**PROVIDED DATA**
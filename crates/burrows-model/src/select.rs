//! Choosing the vocabulary size by re-classifying the training texts.
//!
//! Each candidate size is scored by how many known texts are attributed to
//! their own author. The training texts are part of the corpus they are scored
//! against, so the estimate is optimistic; it ranks sizes, it does not measure
//! accuracy on unseen texts.

use serde::Serialize;
use tracing::info;

use crate::{Classifier, CorpusModel, ModelError, VocabularyPolicy};

/// Re-classification result for one candidate size.
#[derive(Debug, Clone, Copy, PartialEq, Eq, Serialize)]
pub struct Tally {
    /// Requested vocabulary size (0 = unlimited).
    pub considered_words: usize,
    /// Size of the vocabulary actually used.
    pub vocabulary: usize,
    /// Training texts attributed to their own author.
    pub correct: usize,
    /// Training texts classified.
    pub total: usize,
}

impl Tally {
    /// Fraction of training texts attributed correctly.
    pub fn accuracy(&self) -> f64 {
        if self.total == 0 {
            0.0
        } else {
            self.correct as f64 / self.total as f64
        }
    }
}

/// The chosen size and the tallies it was chosen from.
#[derive(Debug, Clone, PartialEq, Eq, Serialize)]
pub struct Selection {
    /// The winning vocabulary size.
    pub chosen: usize,
    /// One tally per candidate, in candidate order.
    pub tallies: Vec<Tally>,
}

/// Picks `considered_words` by re-classification of the training texts.
#[derive(Debug, Clone)]
pub struct ParameterSelector {
    /// Candidate sizes, tried in order.
    candidates: Vec<usize>,
    /// Real-word filtering applied to every candidate.
    real_words_only: bool,
}

impl ParameterSelector {
    /// Creates a selector over `candidates`.
    pub fn new(candidates: Vec<usize>, real_words_only: bool) -> Self {
        Self {
            candidates,
            real_words_only,
        }
    }

    /// Candidate sizes in the order they are tried.
    pub fn candidates(&self) -> &[usize] {
        &self.candidates
    }

    /// Scores every candidate size and returns the best one.
    ///
    /// Ties go to the earliest candidate.
    pub fn select(&self, corpus: &mut CorpusModel) -> Result<Selection, ModelError> {
        if self.candidates.is_empty() {
            return Err(ModelError::NoCandidateSizes);
        }
        info!(candidates = ?self.candidates, "start training");

        let mut tallies = Vec::with_capacity(self.candidates.len());
        for &size in &self.candidates {
            info!(considered_words = size, "checking vocabulary size");
            let policy = VocabularyPolicy::new(size, self.real_words_only);
            let snapshot = corpus.process(policy)?;
            let classifier = Classifier::new(corpus, snapshot)?;
            tallies.push(evaluate(corpus, &classifier)?);
        }

        let chosen = pick_best(&tallies)
            .map(|t| t.considered_words)
            .ok_or(ModelError::NoCandidateSizes)?;
        info!(considered_words = chosen, "chose vocabulary size");
        Ok(Selection { chosen, tallies })
    }
}

/// Re-classifies every training text and counts correct attributions.
fn evaluate(corpus: &CorpusModel, classifier: &Classifier) -> Result<Tally, ModelError> {
    let mut correct = 0;
    let mut total = 0;
    for author in corpus.authors() {
        for text in author.texts() {
            let attribution = classifier.classify(text)?;
            if attribution.author == author.name() {
                correct += 1;
            }
            total += 1;
        }
    }
    let snapshot = classifier.snapshot();
    Ok(Tally {
        considered_words: snapshot.policy().considered_words,
        vocabulary: snapshot.len(),
        correct,
        total,
    })
}

/// The tally with the most correct attributions; the earliest one on ties.
pub fn pick_best(tallies: &[Tally]) -> Option<&Tally> {
    tallies.iter().fold(None, |best, t| match best {
        Some(b) if b.correct >= t.correct => Some(b),
        _ => Some(t),
    })
}

#[cfg(test)]
mod test {
    use super::*;
    use crate::{AlphabeticTokenizer, AuthorModel, TextModel};

    fn tally(considered_words: usize, correct: usize) -> Tally {
        Tally {
            considered_words,
            vocabulary: considered_words,
            correct,
            total: 10,
        }
    }

    fn text(id: &str, raw: &str) -> TextModel {
        TextModel::new(id, raw, &AlphabeticTokenizer)
    }

    fn corpus() -> CorpusModel {
        let mut corpus = CorpusModel::new();
        corpus
            .add_author(
                AuthorModel::new("Cats")
                    .with_text(text("c1", "cat mat purr cat mat"))
                    .with_text(text("c2", "cat purr mat mat cat")),
            )
            .unwrap();
        corpus
            .add_author(
                AuthorModel::new("Dogs")
                    .with_text(text("d1", "dog bark run dog"))
                    .with_text(text("d2", "bark dog run dog")),
            )
            .unwrap();
        corpus
    }

    #[test]
    fn picks_highest_tally() {
        let tallies = [tally(10, 6), tally(20, 8)];
        assert_eq!(pick_best(&tallies).unwrap().considered_words, 20);
    }

    #[test]
    fn ties_go_to_first_candidate() {
        let tallies = [tally(10, 5), tally(20, 8), tally(30, 8)];
        assert_eq!(pick_best(&tallies).unwrap().considered_words, 20);
        assert!(pick_best(&[]).is_none());
    }

    #[test]
    fn empty_candidates_fail() {
        let mut corpus = corpus();
        let selector = ParameterSelector::new(vec![], true);
        assert_eq!(
            selector.select(&mut corpus),
            Err(ModelError::NoCandidateSizes)
        );
    }

    #[test]
    fn select_tallies_every_candidate() {
        let mut corpus = corpus();
        let selector = ParameterSelector::new(vec![1, 5, 0], true);
        assert_eq!(selector.candidates(), &[1, 5, 0]);
        let selection = selector.select(&mut corpus).unwrap();

        assert_eq!(selection.tallies.len(), 3);
        assert_eq!(
            selection
                .tallies
                .iter()
                .map(|t| t.considered_words)
                .collect::<Vec<_>>(),
            vec![1, 5, 0]
        );
        assert!(selection.tallies.iter().all(|t| t.total == 4));
        assert_eq!(selection.tallies[0].vocabulary, 1);
        assert_eq!(selection.tallies[1].vocabulary, 5);

        let best = pick_best(&selection.tallies).unwrap();
        assert_eq!(selection.chosen, best.considered_words);
    }

    #[test]
    fn full_vocabulary_separates_distinct_authors() {
        let mut corpus = corpus();
        let selection = ParameterSelector::new(vec![0], true)
            .select(&mut corpus)
            .unwrap();
        assert_eq!(selection.chosen, 0);
        assert_eq!(selection.tallies[0].correct, 4);
    }

    #[test]
    fn larger_vocabulary_wins_when_it_separates_authors() {
        // "the" and "of" have the same frequency in every text, so two words
        // give every author a delta of 0 and the first author takes all texts.
        let mut corpus = CorpusModel::new();
        corpus
            .add_author(
                AuthorModel::new("A")
                    .with_text(text("a1", "the the the of of cat cat mat"))
                    .with_text(text("a2", "the the the of of cat mat mat")),
            )
            .unwrap();
        corpus
            .add_author(
                AuthorModel::new("B")
                    .with_text(text("b1", "the the the of of dog dog bone"))
                    .with_text(text("b2", "the the the of of dog bone bone")),
            )
            .unwrap();

        let selection = ParameterSelector::new(vec![2, 6], true)
            .select(&mut corpus)
            .unwrap();

        assert_eq!(selection.tallies[0].vocabulary, 2);
        assert_eq!(selection.tallies[0].correct, 2);
        assert_eq!(selection.tallies[1].vocabulary, 6);
        assert_eq!(selection.tallies[1].correct, 4);
        assert_eq!(selection.chosen, 6);
    }

    #[test]
    fn accuracy() {
        assert!((tally(10, 8).accuracy() - 0.8).abs() < 1e-12);
        let empty = Tally {
            considered_words: 0,
            vocabulary: 0,
            correct: 0,
            total: 0,
        };
        assert_eq!(empty.accuracy(), 0.0);
    }
}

**WHAT IS EXPECTED**
Set down the records above once more, exactly as given.

**SOLUTION TO THIS TASK**
filename crates/burrows-model/src/select.rs
//! Choosing the vocabulary size by re-classifying the training texts.
//!
//! Each candidate size is scored by how many known texts are attributed to
//! their own author. The training texts are part of the corpus they are scored
//! against, so the estimate is optimistic; it ranks sizes, it does not measure
//! accuracy on unseen texts.

use serde::Serialize;
use tracing::info;

use crate::{Classifier, CorpusModel, ModelError, VocabularyPolicy};

/// Re-classification result for one candidate size.
#[derive(Debug, Clone, Copy, PartialEq, Eq, Serialize)]
pub struct Tally {
    /// Requested vocabulary size (0 = unlimited).
    pub considered_words: usize,
    /// Size of the vocabulary actually used.
    pub vocabulary: usize,
    /// Training texts attributed to their own author.
    pub correct: usize,
    /// Training texts classified.
    pub total: usize,
}

impl Tally {
    /// Fraction of training texts attributed correctly.
    pub fn accuracy(&self) -> f64 {
        if self.total == 0 {
            0.0
        } else {
            self.correct as f64 / self.total as f64
        }
    }
}

/// The chosen size and the tallies it was chosen from.
#[derive(Debug, Clone, PartialEq, Eq, Serialize)]
pub struct Selection {
    /// The winning vocabulary size.
    pub chosen: usize,
    /// One tally per candidate, in candidate order.
    pub tallies: Vec<Tally>,
}

/// Picks `considered_words` by re-classification of the training texts.
#[derive(Debug, Clone)]
pub struct ParameterSelector {
    /// Candidate sizes, tried in order.
    candidates: Vec<usize>,
    /// Real-word filtering applied to every candidate.
    real_words_only: bool,
}

impl ParameterSelector {
    /// Creates a selector over `candidates`.
    pub fn new(candidates: Vec<usize>, real_words_only: bool) -> Self {
        Self {
            candidates,
            real_words_only,
        }
    }

    /// Candidate sizes in the order they are tried.
    pub fn candidates(&self) -> &[usize] {
        &self.candidates
    }

    /// Scores every candidate size and returns the best one.
    ///
    /// Ties go to the earliest candidate.
    pub fn select(&self, corpus: &mut CorpusModel) -> Result<Selection, ModelError> {
        if self.candidates.is_empty() {
            return Err(ModelError::NoCandidateSizes);
        }
        info!(candidates = ?self.candidates, "start training");

        let mut tallies = Vec::with_capacity(self.candidates.len());
        for &size in &self.candidates {
            info!(considered_words = size, "checking vocabulary size");
            let policy = VocabularyPolicy::new(size, self.real_words_only);
            let snapshot = corpus.process(policy)?;
            let classifier = Classifier::new(corpus, snapshot)?;
            tallies.push(evaluate(corpus, &classifier)?);
        }

        let chosen = pick_best(&tallies)
            .map(|t| t.considered_words)
            .ok_or(ModelError::NoCandidateSizes)?;
        info!(considered_words = chosen, "chose vocabulary size");
        Ok(Selection { chosen, tallies })
    }
}

/// Re-classifies every training text and counts correct attributions.
fn evaluate(corpus: &CorpusModel, classifier: &Classifier) -> Result<Tally, ModelError> {
    let mut correct = 0;
    let mut total = 0;
    for author in corpus.authors() {
        for text in author.texts() {
            let attribution = classifier.classify(text)?;
            if attribution.author == author.name() {
                correct += 1;
            }
            total += 1;
        }
    }
    let snapshot = classifier.snapshot();
    Ok(Tally {
        considered_words: snapshot.policy().considered_words,
        vocabulary: snapshot.len(),
        correct,
        total,
    })
}

/// The tally with the most correct attributions; the earliest one on ties.
pub fn pick_best(tallies: &[Tally]) -> Option<&Tally> {
    tallies.iter().fold(None, |best, t| match best {
        Some(b) if b.correct >= t.correct => Some(b),
        _ => Some(t),
    })
}

#[cfg(test)]
mod test {
    use super::*;
    use crate::{AlphabeticTokenizer, AuthorModel, TextModel};

    fn tally(considered_words: usize, correct: usize) -> Tally {
        Tally {
            considered_words,
            vocabulary: considered_words,
            correct,
            total: 10,
        }
    }

    fn text(id: &str, raw: &str) -> TextModel {
        TextModel::new(id, raw, &AlphabeticTokenizer)
    }

    fn corpus() -> CorpusModel {
        let mut corpus = CorpusModel::new();
        corpus
            .add_author(
                AuthorModel::new("Cats")
                    .with_text(text("c1", "cat mat purr cat mat"))
                    .with_text(text("c2", "cat purr mat mat cat")),
            )
            .unwrap();
        corpus
            .add_author(
                AuthorModel::new("Dogs")
                    .with_text(text("d1", "dog bark run dog"))
                    .with_text(text("d2", "bark dog run dog")),
            )
            .unwrap();
        corpus
    }

    #[test]
    fn picks_highest_tally() {
        let tallies = [tally(10, 6), tally(20, 8)];
        assert_eq!(pick_best(&tallies).unwrap().considered_words, 20);
    }

    #[test]
    fn ties_go_to_first_candidate() {
        let tallies = [tally(10, 5), tally(20, 8), tally(30, 8)];
        assert_eq!(pick_best(&tallies).unwrap().considered_words, 20);
        assert!(pick_best(&[]).is_none());
    }

    #[test]
    fn empty_candidates_fail() {
        let mut corpus = corpus();
        let selector = ParameterSelector::new(vec![], true);
        assert_eq!(
            selector.select(&mut corpus),
            Err(ModelError::NoCandidateSizes)
        );
    }

    #[test]
    fn select_tallies_every_candidate() {
        let mut corpus = corpus();
        let selector = ParameterSelector::new(vec![1, 5, 0], true);
        assert_eq!(selector.candidates(), &[1, 5, 0]);
        let selection = selector.select(&mut corpus).unwrap();

        assert_eq!(selection.tallies.len(), 3);
        assert_eq!(
            selection
                .tallies
                .iter()
                .map(|t| t.considered_words)
                .collect::<Vec<_>>(),
            vec![1, 5, 0]
        );
        assert!(selection.tallies.iter().all(|t| t.total == 4));
        assert_eq!(selection.tallies[0].vocabulary, 1);
        assert_eq!(selection.tallies[1].vocabulary, 5);

        let best = pick_best(&selection.tallies).unwrap();
        assert_eq!(selection.chosen, best.considered_words);
    }

    #[test]
    fn full_vocabulary_separates_distinct_authors() {
        let mut corpus = corpus();
        let selection = ParameterSelector::new(vec![0], true)
            .select(&mut corpus)
            .unwrap();
        assert_eq!(selection.chosen, 0);
        assert_eq!(selection.tallies[0].correct, 4);
    }

    #[test]
    fn larger_vocabulary_wins_when_it_separates_authors() {
        // "the" and "of" have the same frequency in every text, so two words
        // give every author a delta of 0 and the first author takes all texts.
        let mut corpus = CorpusModel::new();
        corpus
            .add_author(
                AuthorModel::new("A")
                    .with_text(text("a1", "the the the of of cat cat mat"))
                    .with_text(text("a2", "the the the of of cat mat mat")),
            )
            .unwrap();
        corpus
            .add_author(
                AuthorModel::new("B")
                    .with_text(text("b1", "the the the of of dog dog bone"))
                    .with_text(text("b2", "the the the of of dog bone bone")),
            )
            .unwrap();

        let selection = ParameterSelector::new(vec![2, 6], true)
            .select(&mut corpus)
            .unwrap();

        assert_eq!(selection.tallies[0].vocabulary, 2);
        assert_eq!(selection.tallies[0].correct, 2);
        assert_eq!(selection.tallies[1].vocabulary, 6);
        assert_eq!(selection.tallies[1].correct, 4);
        assert_eq!(selection.chosen, 6);
    }

    #[test]
    fn accuracy() {
        assert!((tally(10, 8).accuracy() - 0.8).abs() < 1e-12);
        let empty = Tally {
            considered_words: 0,
            vocabulary: 0,
            correct: 0,
            total: 0,
        };
        assert_eq!(empty.accuracy(), 0.0);
    }
}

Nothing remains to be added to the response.